High Definition Audio chipsets are not always correctly identified by the kernel modules without some help.

See /usr/src/linux/Documentation/sound/alsa/ALSA-Configuration.txt and /usr/src/linux/Documentation/sound/alsa/HD-Audio-Models.txt

Passing the model= paramter when snd-hda-intel loads may help.

----------

## Rhiakath

From what I could see, I should have to use model=alc889a as an option.

I tried inserting options snd-hda-intel model=intel-alc889a into /etc/modprobe.d/alsa-base and into alsa.conf, and basically when i modprobe the driver, i cant access alsamixer anymore. I get this

cannot load mixer controls: Invalid argument.

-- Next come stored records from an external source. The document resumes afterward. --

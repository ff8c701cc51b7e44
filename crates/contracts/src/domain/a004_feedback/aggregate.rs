use serde::{Deserialize, Serialize};
use serde_json::{Map, Value};

use crate::shared::wire::de_opt_id;

/// Citizen feedback on a project.
///
/// The body is free-form; only the id is normalized, everything else is
/// kept as received.
#[derive(Debug, Clone, PartialEq, Serialize, Deserialize)]
pub struct Feedback {
    #[serde(default, deserialize_with = "de_opt_id")]
    pub id: Option<String>,
    #[serde(flatten)]
    pub details: Map<String, Value>,
}
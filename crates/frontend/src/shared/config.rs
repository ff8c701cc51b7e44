use serde::Deserialize;
use std::path::Path;

use super::api_utils::DEFAULT_API_BASE;

#[derive(Debug, Deserialize, Clone)]
pub struct Config {
    #[serde(default)]
    pub api: ApiConfig,
    #[serde(default)]
    pub logging: LoggingConfig,
}

#[derive(Debug, Deserialize, Clone)]
pub struct ApiConfig {
    #[serde(default = "default_base_url")]
    pub base_url: String,
    /// Unset means no client-side timeout
    #[serde(default)]
    pub timeout_secs: Option<u64>,
}

fn default_base_url() -> String {
    DEFAULT_API_BASE.to_string()
}

impl Default for ApiConfig {
    fn default() -> Self {
        Self {
            base_url: default_base_url(),
            timeout_secs: None,
        }
    }
}

#[derive(Debug, Deserialize, Clone)]
pub struct LoggingConfig {
    /// `EnvFilter` directive used when `RUST_LOG` is not set
    #[serde(default = "default_filter")]
    pub filter: String,
    /// Optional log file, written without ANSI colors
    #[serde(default)]
    pub file: Option<String>,
}

fn default_filter() -> String {
    "info".to_string()
}

impl Default for LoggingConfig {
    fn default() -> Self {
        Self {
            filter: default_filter(),
            file: None,
        }
    }
}

/// Default configuration embedded in the binary
const DEFAULT_CONFIG: &str = r#"
[api]
base_url = "http://127.0.0.1:8000"

[logging]
filter = "info,reqwest=warn"
"#;

/// Load configuration from config.toml
///
/// Search order:
/// 1. Next to the executable
/// 2. Falls back to embedded default config
pub fn load_config() -> anyhow::Result<Config> {
    if let Ok(exe_path) = std::env::current_exe() {
        if let Some(exe_dir) = exe_path.parent() {
            let config_path = exe_dir.join("config.toml");

            if config_path.exists() {
                return load_config_from(&config_path);
            } else {
                tracing::debug!("config.toml not found at: {}", config_path.display());
            }
        }
    }

    tracing::info!("Using default embedded configuration");
    parse_config(DEFAULT_CONFIG)
}

pub fn load_config_from(path: &Path) -> anyhow::Result<Config> {
    tracing::info!("Loading config from: {}", path.display());
    let contents = std::fs::read_to_string(path)?;
    parse_config(&contents)
}

pub fn parse_config(contents: &str) -> anyhow::Result<Config> {
    let config: Config = toml::from_str(contents)?;
    if config.api.base_url.trim().is_empty() {
        anyhow::bail!("api.base_url must not be empty");
    }
    Ok(config)
}
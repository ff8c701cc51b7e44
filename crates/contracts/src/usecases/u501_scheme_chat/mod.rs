pub mod request;
pub mod response;

pub use request::{SchemeChatRequest, SchemeLanguage, SchemeProfile, DEFAULT_SCHEME_PROMPT};
pub use response::{ChatMessage, ChatRole, Scheme, SchemeChatResponse};

use crate::usecases::common::UseCaseMetadata;

pub struct SchemeChat;

impl UseCaseMetadata for SchemeChat {
    fn usecase_index() -> &'static str {
        "u501"
    }

    fn usecase_name() -> &'static str {
        "scheme_chat"
    }
}
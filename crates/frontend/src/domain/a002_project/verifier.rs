//! Headless state of the on-chain verification badge shown next to a
//! project.

use contracts::domain::a002_project::{ChainOutcome, ChainRecord};

use super::api::verify_project_on_chain;
use crate::shared::error::ApiResult;
use crate::shared::http::ApiClient;
use crate::shared::request_guard::{RequestGuard, RequestTicket};

/// Block explorer the badge links to
pub const EXPLORER_URL: &str = "https://lora.algokit.io/testnet";

#[derive(Debug, Clone, PartialEq)]
pub enum VerifierState {
    Loading,
    /// No record on chain, or the check failed
    Unsynced,
    Checked {
        record: ChainRecord,
        outcome: ChainOutcome,
    },
}

#[derive(Debug)]
pub struct ChainVerifier {
    project_id: String,
    local_budget: f64,
    state: VerifierState,
    guard: RequestGuard,
}

impl ChainVerifier {
    pub fn new(project_id: impl Into<String>, local_budget: f64) -> Self {
        Self {
            project_id: project_id.into(),
            local_budget,
            state: VerifierState::Loading,
            guard: RequestGuard::new(),
        }
    }

    pub fn project_id(&self) -> &str {
        &self.project_id
    }

    pub fn state(&self) -> &VerifierState {
        &self.state
    }

    pub fn outcome(&self) -> Option<ChainOutcome> {
        match &self.state {
            VerifierState::Checked { outcome, .. } => Some(*outcome),
            _ => None,
        }
    }

    pub fn explorer_url(&self) -> &'static str {
        EXPLORER_URL
    }

    /// Point the badge at another project. Returns `true` when a re-check
    /// is needed.
    pub fn set_project(&mut self, project_id: impl Into<String>, local_budget: f64) -> bool {
        let project_id = project_id.into();
        if project_id == self.project_id && local_budget == self.local_budget {
            return false;
        }
        self.project_id = project_id;
        self.local_budget = local_budget;
        self.state = VerifierState::Loading;
        self.guard.invalidate();
        true
    }

    /// Start a check; the ticket must come back with the result
    pub fn begin(&mut self) -> RequestTicket {
        self.state = VerifierState::Loading;
        self.guard.begin()
    }

    /// Apply a finished check. Results of superseded checks are dropped.
    pub fn apply(&mut self, ticket: RequestTicket, result: ApiResult<ChainRecord>) -> bool {
        if !self.guard.is_current(ticket) {
            tracing::debug!(project_id = %self.project_id, "stale chain check dropped");
            return false;
        }
        self.state = match result {
            Ok(record) => {
                let outcome = record.compare(self.local_budget);
                if !outcome.is_match() {
                    tracing::warn!(
                        project_id = %self.project_id,
                        local = self.local_budget,
                        chain = ?record.budget,
                        "on-chain budget differs"
                    );
                }
                VerifierState::Checked { record, outcome }
            }
            Err(e) => {
                tracing::warn!(project_id = %self.project_id, error = %e, "chain check failed");
                VerifierState::Unsynced
            }
        };
        true
    }

    pub async fn refresh(&mut self, api: &ApiClient) {
        let ticket = self.begin();
        let result = verify_project_on_chain(api, &self.project_id).await;
        self.apply(ticket, result);
    }
}

#[cfg(test)]
mod tests {
    use super::*;
    use crate::shared::error::ApiError;

    fn record(budget: i64) -> ChainRecord {
        ChainRecord {
            budget: Some(budget),
            hash: "ab12".into(),
            ..Default::default()
        }
    }

    #[test]
    fn test_starts_loading() {
        let verifier = ChainVerifier::new("7", 100.0);
        assert_eq!(verifier.state(), &VerifierState::Loading);
        assert_eq!(verifier.outcome(), None);
        assert_eq!(verifier.explorer_url(), "https://lora.algokit.io/testnet");
    }

    #[test]
    fn test_apply_compares_budget() {
        let mut verifier = ChainVerifier::new("7", 100.0);
        let ticket = verifier.begin();
        assert!(verifier.apply(ticket, Ok(record(100))));
        assert_eq!(verifier.outcome(), Some(ChainOutcome::Verified));

        let ticket = verifier.begin();
        verifier.apply(ticket, Ok(record(99)));
        assert_eq!(verifier.outcome(), Some(ChainOutcome::Mismatch));
    }

    #[test]
    fn test_failure_is_unsynced() {
        let mut verifier = ChainVerifier::new("7", 100.0);
        let ticket = verifier.begin();
        verifier.apply(ticket, Err(ApiError::Validation("offline".into())));
        assert_eq!(verifier.state(), &VerifierState::Unsynced);
    }

    #[test]
    fn test_stale_result_is_dropped() {
        let mut verifier = ChainVerifier::new("7", 100.0);
        let first = verifier.begin();
        let second = verifier.begin();
        assert!(verifier.apply(second, Ok(record(100))));
        assert!(!verifier.apply(first, Ok(record(1))));
        assert_eq!(verifier.outcome(), Some(ChainOutcome::Verified));
    }

    #[test]
    fn test_project_change_resets() {
        let mut verifier = ChainVerifier::new("7", 100.0);
        let ticket = verifier.begin();
        verifier.apply(ticket, Ok(record(100)));

        assert!(!verifier.set_project("7", 100.0));
        assert!(verifier.set_project("8", 100.0));
        assert_eq!(verifier.state(), &VerifierState::Loading);
        assert!(!verifier.apply(ticket, Ok(record(100))));
    }
}
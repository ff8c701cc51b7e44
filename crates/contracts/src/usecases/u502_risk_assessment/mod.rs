//! Risk scoring and alerting are computed server-side; the request body is
//! whatever project snapshot the officer view assembles, so no request type
//! is fixed here.

use crate::usecases::common::UseCaseMetadata;

pub struct RiskAssessment;

impl UseCaseMetadata for RiskAssessment {
    fn usecase_index() -> &'static str {
        "u502"
    }

    fn usecase_name() -> &'static str {
        "risk_assessment"
    }
}
//! Thin wrapper around `reqwest` bound to one backend origin.
//!
//! Every endpoint goes through [`ApiClient::send`]: a single attempt, JSON
//! headers by default, failures logged with the request path and returned
//! as [`ApiError`]. [`ApiClient::call`] keeps the "null on failure" contract
//! for untyped callers.

use std::time::Duration;

use contracts::shared::{FormField, FormPayload};
use reqwest::header::{HeaderMap, HeaderName, HeaderValue, CONTENT_TYPE};
use reqwest::multipart::{Form, Part};
use reqwest::Method;
use serde::de::DeserializeOwned;
use serde::Serialize;
use serde_json::Value;

use super::api_utils::api_url;
use super::config::ApiConfig;
use super::error::{ApiError, ApiResult};

#[derive(Debug, Clone, Default)]
pub enum RequestBody {
    #[default]
    Empty,
    /// Already serialized JSON text
    Json(String),
    Multipart(FormPayload),
}

/// Method, extra headers and body of one request.
///
/// Headers given here override the default `Content-Type: application/json`.
#[derive(Debug, Clone, Default)]
pub struct RequestOptions {
    pub method: Method,
    pub headers: HeaderMap,
    pub body: RequestBody,
}

impl RequestOptions {
    pub fn new(method: Method) -> Self {
        Self {
            method,
            ..Default::default()
        }
    }

    pub fn get() -> Self {
        Self::new(Method::GET)
    }

    pub fn post() -> Self {
        Self::new(Method::POST)
    }

    pub fn put() -> Self {
        Self::new(Method::PUT)
    }

    pub fn delete() -> Self {
        Self::new(Method::DELETE)
    }

    pub fn json<T: Serialize + ?Sized>(mut self, payload: &T) -> ApiResult<Self> {
        self.body = RequestBody::Json(serde_json::to_string(payload)?);
        Ok(self)
    }

    pub fn multipart(mut self, form: FormPayload) -> Self {
        self.body = RequestBody::Multipart(form);
        self
    }

    pub fn header(mut self, name: HeaderName, value: HeaderValue) -> Self {
        self.headers.insert(name, value);
        self
    }
}

#[derive(Debug, Clone)]
pub struct ApiClient {
    http: reqwest::Client,
    base_url: String,
}

impl ApiClient {
    pub fn new(config: &ApiConfig) -> ApiResult<Self> {
        let mut builder = reqwest::Client::builder();
        if let Some(secs) = config.timeout_secs {
            builder = builder.timeout(Duration::from_secs(secs));
        }
        let http = builder.build().map_err(ApiError::Client)?;
        Ok(Self {
            http,
            base_url: config.base_url.clone(),
        })
    }

    /// Client for `base_url` with no timeout
    pub fn with_base_url(base_url: impl Into<String>) -> ApiResult<Self> {
        Self::new(&ApiConfig {
            base_url: base_url.into(),
            timeout_secs: None,
        })
    }

    pub fn base_url(&self) -> &str {
        &self.base_url
    }

    pub fn url(&self, path: &str) -> String {
        api_url(&self.base_url, path)
    }

    /// Issue the request and return the parsed JSON body, or `None` when the
    /// transport fails, the status is not 2xx, or the body is not JSON.
    /// Failures are logged, never raised.
    pub async fn call(&self, path: &str, options: RequestOptions) -> Option<Value> {
        self.send::<Value>(path, options).await.ok()
    }

    /// Issue the request and decode the body into `T`.
    ///
    /// An empty success body decodes as JSON `null`.
    pub async fn send<T: DeserializeOwned>(
        &self,
        path: &str,
        options: RequestOptions,
    ) -> ApiResult<T> {
        let method = options.method.clone();
        let request = self.build_request(path, options)?;

        let response = match request.send().await {
            Ok(response) => response,
            Err(source) => {
                tracing::error!(%method, path, error = %source, "API fetch failed");
                return Err(ApiError::Network {
                    path: path.to_string(),
                    source,
                });
            }
        };

        let status = response.status();
        if !status.is_success() {
            let reason = status.canonical_reason().unwrap_or_default().to_string();
            tracing::warn!(%method, path, status = status.as_u16(), %reason, "API error");
            return Err(ApiError::Status {
                path: path.to_string(),
                status: status.as_u16(),
                reason,
            });
        }

        let bytes = response.bytes().await.map_err(|source| {
            tracing::error!(%method, path, error = %source, "API body read failed");
            ApiError::Network {
                path: path.to_string(),
                source,
            }
        })?;

        let body: &[u8] = if bytes.iter().all(u8::is_ascii_whitespace) {
            b"null"
        } else {
            &bytes
        };

        serde_json::from_slice(body).map_err(|source| {
            tracing::warn!(%method, path, error = %source, "API response did not match schema");
            ApiError::Decode {
                path: path.to_string(),
                source,
            }
        })
    }

    fn build_request(
        &self,
        path: &str,
        options: RequestOptions,
    ) -> ApiResult<reqwest::RequestBuilder> {
        let RequestOptions {
            method,
            headers,
            body,
        } = options;

        let mut merged = HeaderMap::new();
        // multipart needs the boundary reqwest generates
        if !matches!(body, RequestBody::Multipart(_)) {
            merged.insert(CONTENT_TYPE, HeaderValue::from_static("application/json"));
        }
        // caller headers replace defaults of the same name, all values kept
        for name in headers.keys() {
            merged.remove(name);
        }
        for (name, value) in headers.iter() {
            merged.append(name.clone(), value.clone());
        }

        tracing::debug!(%method, path, "API request");
        let request = self.http.request(method, self.url(path)).headers(merged);

        Ok(match body {
            RequestBody::Empty => request,
            RequestBody::Json(text) => request.body(text),
            RequestBody::Multipart(form) => request.multipart(to_multipart(form)?),
        })
    }
}

fn to_multipart(form: FormPayload) -> ApiResult<Form> {
    let mut out = Form::new();
    for field in form.into_fields() {
        out = match field {
            FormField::Text { name, value } => out.text(name, value),
            FormField::File { name, attachment } => {
                let mut part = Part::bytes(attachment.bytes).file_name(attachment.file_name);
                if let Some(content_type) = attachment.content_type {
                    part = part
                        .mime_str(&content_type)
                        .map_err(|e| ApiError::Attachment(e.to_string()))?;
                }
                out.part(name, part)
            }
        };
    }
    Ok(out)
}
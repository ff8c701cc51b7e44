pub mod filter;
pub mod form;
pub mod wire;

pub use filter::LocationFilter;
pub use form::{Attachment, FormField, FormPayload};
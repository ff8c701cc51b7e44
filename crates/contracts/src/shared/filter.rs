use serde::{Deserialize, Serialize};

/// Location scope applied to the officer-level aggregate endpoints.
///
/// Only the keys that carry a value are emitted, always in the order
/// state, district, block, village.
#[derive(Debug, Clone, Default, PartialEq, Eq, Serialize, Deserialize)]
pub struct LocationFilter {
    #[serde(default, skip_serializing_if = "Option::is_none")]
    pub state_id: Option<String>,
    #[serde(default, skip_serializing_if = "Option::is_none")]
    pub district_id: Option<String>,
    #[serde(default, skip_serializing_if = "Option::is_none")]
    pub block_id: Option<String>,
    #[serde(default, skip_serializing_if = "Option::is_none")]
    pub village_id: Option<String>,
}

impl LocationFilter {
    pub fn new() -> Self {
        Self::default()
    }

    pub fn state(mut self, id: impl Into<String>) -> Self {
        self.state_id = Some(id.into());
        self
    }

    pub fn district(mut self, id: impl Into<String>) -> Self {
        self.district_id = Some(id.into());
        self
    }

    pub fn block(mut self, id: impl Into<String>) -> Self {
        self.block_id = Some(id.into());
        self
    }

    pub fn village(mut self, id: impl Into<String>) -> Self {
        self.village_id = Some(id.into());
        self
    }

    /// Present, non-empty filter keys in their fixed order.
    pub fn pairs(&self) -> Vec<(&'static str, &str)> {
        [
            ("state_id", &self.state_id),
            ("district_id", &self.district_id),
            ("block_id", &self.block_id),
            ("village_id", &self.village_id),
        ]
        .into_iter()
        .filter_map(|(key, value)| {
            value
                .as_deref()
                .filter(|v| !v.is_empty())
                .map(|v| (key, v))
        })
        .collect()
    }

    pub fn is_empty(&self) -> bool {
        self.pairs().is_empty()
    }
}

Am I writing the correct model, here? Into the right file?

from what aplay -L tells, I think its the right model.

----------

## Rhiakath

ok, so I tried with model=asus (since this is an asus mobo), and model=intel-alc889a.

both worked ok when entering alsamixer, but still no controls.

----------

## Rhiakath

and, ok, I also have VERY low sound volume. I didn't notice earlier because my speakers were at full...

----------

## Rhiakath

PLEEEEEEEEEEEEEEASE!!!!!

PRETTY PLEASE!!!!! With sugar on top!!!! And a few cherries!!!! And cream! Lots of cream!

----------

## Rhiakath

I ran alsa-info, and it got me the following info:

http://www.alsa-project.org/db/?f=7588b7a4bf79bcb7f2409598cd02b0c80a7b614f

----------